Résolution de conflits au travail: Attention! Terrain miné de partout
Situation de management a priori assez simple, la gestion de conflits en organisation est un processus très complexe qui réserve une série de pièges à celles et ceux qui s’y prendraient à la légère. C’est ce qui est ressorti d’une table ronde organisée début septembre par la HEG Arc Neuchâtel, en partenariat avec HR Today.
Un conflit au travail s’apparente à un gros éléphant, autour duquel s’activent toutes sortes d’intervenants: responsables RH, médiateurs, conciliateurs, coachs, collègues ou managers. Admettons que tous ce beau monde soient emplis de bonnes intentions, personne ne réalise vraiment qu’il est confronté à un éléphant.
Les uns frottent l’ivoire de ses défenses, les autres rabibochent un pied boîteux pendant que les moins chanceux se retrouvent du côté de l’arrière-train. Cette métaphore a été recueillie le 1er septembre 2010, pendant une table ronde sur la gestion des conflits à la HEG Arc de Neuchâtel.
L’histoire illustre fort bien la complexité et les risques bien réels qu’encourt un manager RH confronté à un conflit en organisation. Voici les idées maîtresses de cette table ronde. Arnaud Stimec, auteur de «La médiation en entreprise» (éd. Dunod), souligne d’emblée que tous les conflits ne sont pas nocifs pour la santé. «Un groupe de personnes qui ose exprimer et confronter ses idées est souvent beaucoup plus créatif et innovant. La ligne rouge entre un conflit sain et un conflit qui dégénère reste cependant toujours difficile à tracer.»
Mais une fois passé de l’autre côté, le risque est de poser un faux diagnostic sur une situation qui paraît souvent, au premier abord, évidente. «Mettre un nom sur un conflit au travail, c’est coller des étiquettes potentiellement fausses sur des situations et des personnes.
Des étiquettes qu’il est très difficile à décoller par la suite», prévient le psychiatre du travail genevois Davor Komplita. «Et il faut bien se rendre compte qu’on ne sort jamais indemne d’une procédure de médiation. Un collaborateur pointé du doigt, même innocent, se retrouvera enfermé dans sa souffrance. Et une fois que la machine est lancée, il devient très difficile de l’arrêter», poursuit Davor Komplita
Très souvent, la personne qui signale un conflit est aussi impliquée
De plus, poser un diagnostic (mobbing, harcèlement, communication, organisation du travail?) n’est pas à la portée de tout le monde. Un responsable RH, même très bien intentionné, ne réalise souvent pas les dégâts qu’il ou elle est susceptible de causer en déterminant des situations de conflits de manière prématurée.

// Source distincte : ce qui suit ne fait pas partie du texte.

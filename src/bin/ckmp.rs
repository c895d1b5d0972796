use std::path::PathBuf;

use clap::{Parser, Subcommand};
use serde_json::json;
use tracing_subscriber::EnvFilter;

use ckmp::{Layout, Map, MapReader, MapWriter, ReadOptions};

#[derive(Parser)]
#[command(name = "ckmp")]
#[command(about = "Inspect and re-encode CkMp map files")]
struct Cli {
    /// Fail on unknown top-level sections instead of skipping them
    #[arg(long, global = true)]
    strict: bool,

    /// Log section-level detail to stderr
    #[arg(short, long, global = true)]
    verbose: bool,

    #[command(subcommand)]
    command: Commands,
}

#[derive(Subcommand)]
enum Commands {
    /// Print a summary of a map
    Info { file: PathBuf },
    /// Dump the parsed model as JSON
    Dump {
        file: PathBuf,
        #[arg(long)]
        pretty: bool,
    },
    /// Read and write a map back, reporting whether the bytes survive unchanged
    Roundtrip {
        file: PathBuf,
        #[arg(short, long)]
        output: Option<PathBuf>,
        /// Write the script export layout instead of the full map layout
        #[arg(long)]
        scripts: bool,
    },
}

fn read(path: &PathBuf, strict: bool) -> Result<(Vec<u8>, Map), Box<dyn std::error::Error>> {
    let options = if strict { ReadOptions::strict() } else { ReadOptions::default() };
    let data = std::fs::read(path)?;
    let map = MapReader::new(options).read(&data)?;
    Ok((data, map))
}

fn main() -> Result<(), Box<dyn std::error::Error>> {
    let cli = Cli::parse();

    let default_level = if cli.verbose { "debug" } else { "warn" };
    tracing_subscriber::fmt()
        .with_env_filter(
            EnvFilter::try_from_default_env().unwrap_or_else(|_| EnvFilter::new(default_level)),
        )
        .with_writer(std::io::stderr)
        .init();

    match cli.command {
        Commands::Info { file } => {
            let (data, map) = read(&file, cli.strict)?;
            let summary = json!({
                "bytes": data.len(),
                "size": map.height_map.as_ref().map(|h| [h.width(), h.height()]),
                "border": map.height_map.as_ref().map(|h| h.border()),
                "textures": map.tiles.as_ref().map(|t| t.textures().iter().map(|x| x.name.clone()).collect::<Vec<_>>()),
                "blend_tiles": map.tiles.as_ref().map(|t| t.blend_tiles().len()),
                "time_of_day": map.lighting.map(|l| l.time_of_day),
                "players": map.players.iter().map(|p| p.name.clone()).collect::<Vec<_>>(),
                "teams": map.teams.len(),
                "objects": map.objects.len(),
                "waypoints": map.waypoints().count(),
                "areas": map.areas.len(),
                "paths": map.paths.len(),
                "scripts": map.scripts().count(),
                "skipped_sections": map.unrecognized_sections,
            });
            println!("{}", serde_json::to_string_pretty(&summary)?);
        }
        Commands::Dump { file, pretty } => {
            let (_, map) = read(&file, cli.strict)?;
            let out = if pretty {
                serde_json::to_string_pretty(&map)?
            } else {
                serde_json::to_string(&map)?
            };
            println!("{out}");
        }
        Commands::Roundtrip { file, output, scripts } => {
            let (data, map) = read(&file, cli.strict)?;
            let layout = if scripts { Layout::Scripts } else { Layout::Map };
            let written = MapWriter::new(layout).write(&map)?;

            if written == data {
                println!("identical ({} bytes)", data.len());
            } else {
                let first_diff = data
                    .iter()
                    .zip(&written)
                    .position(|(a, b)| a != b)
                    .unwrap_or(data.len().min(written.len()));
                println!(
                    "differs: read {} bytes, wrote {} bytes, first difference at {first_diff:#x}",
                    data.len(),
                    written.len()
                );
            }

            if let Some(path) = output {
                std::fs::write(&path, &written)?;
                eprintln!("wrote {}", path.display());
            }
        }
    }
    Ok(())
}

Julien Perriard, coresponsable de la cellule Arc à la ville de Lausanne (une cellule dédiée à la gestion des conflits), commence toujours par mener une enquête approfondie sur les faits qui lui sont rapportés. Il précise: «Très souvent, la personne qui nous signale un conflit est impliquée. Ce sont des situations très délicates qu’il faut savoir démêler avec une extrême prudence.»
Puis il faut intervenir. Comment? «Chaque situation exige une intervention spécifique», note Arnaud Stimec. Quelques définitions s’avèrent ici utiles. Arlene Weingart, juriste et médiatrice commerciale à la Chambre neuchâteloise du commerce et de l’industrie, pose le cadre: «Le médiateur invite deux ou plusieurs personnes en conflit à trouver elles-mêmes une solution à leur difficulté.
Un arbitrage implique l’intervention d’un tiers neutre, doté d’une certaine autorité, et qui tranchera en faveur de l’un ou de l’autre. Une conciliation concerne les litiges juridiques qui risquent de s’embourber au tribunal».
On le voit bien: demander à une victime de mobbing d’entrer en médiation serait malvenu. Non seulement elle se retrouve au même niveau que son agresseur, mais elle doit encore faire l’effort de trouver une solution avec lui...
Mais ce qui frappe surtout Davor Komplita, c’est la manière dont les spécialistes de la gestion des conflits placent le problème sur un niveau personnel et psychologique. «Très souvent, le vrai enjeu d’un conflit au travail se situe dans le travail: des procédures boîteuses, des organisations mal adaptées, des objectifs pas clairs.
Il faut donc opter pour une approche globale de la situation si vous voulez résoudre le conflit sur la durée. C’est à la fois une affaire de personnes, de processus, de politique RH et de management.»